The whole listing below should be output again, word for word.

---------- SOURCE MATERIAL ----------

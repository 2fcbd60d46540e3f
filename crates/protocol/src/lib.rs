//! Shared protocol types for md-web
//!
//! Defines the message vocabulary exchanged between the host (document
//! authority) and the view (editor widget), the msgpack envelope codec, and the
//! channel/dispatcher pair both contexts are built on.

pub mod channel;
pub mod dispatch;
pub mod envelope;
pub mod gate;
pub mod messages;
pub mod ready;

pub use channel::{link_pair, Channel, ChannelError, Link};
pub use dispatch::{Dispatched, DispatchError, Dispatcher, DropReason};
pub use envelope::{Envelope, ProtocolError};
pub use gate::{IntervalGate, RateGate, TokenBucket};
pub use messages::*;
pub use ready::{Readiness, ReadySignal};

----------

SOLVED PROBLEM.
repository 2fcbd60d46540e3f
filename crates/protocol/src/lib.rs
//! Shared protocol types for md-web
//!
//! Defines the message vocabulary exchanged between the host (document
//! authority) and the view (editor widget), the msgpack envelope codec, and the
//! channel/dispatcher pair both contexts are built on.

pub mod channel;
pub mod dispatch;
pub mod envelope;
pub mod gate;
pub mod messages;
pub mod ready;

pub use channel::{link_pair, Channel, ChannelError, Link};
pub use dispatch::{Dispatched, DispatchError, Dispatcher, DropReason};
pub use envelope::{Envelope, ProtocolError};
pub use gate::{IntervalGate, RateGate, TokenBucket};
pub use messages::*;
pub use ready::{Readiness, ReadySignal};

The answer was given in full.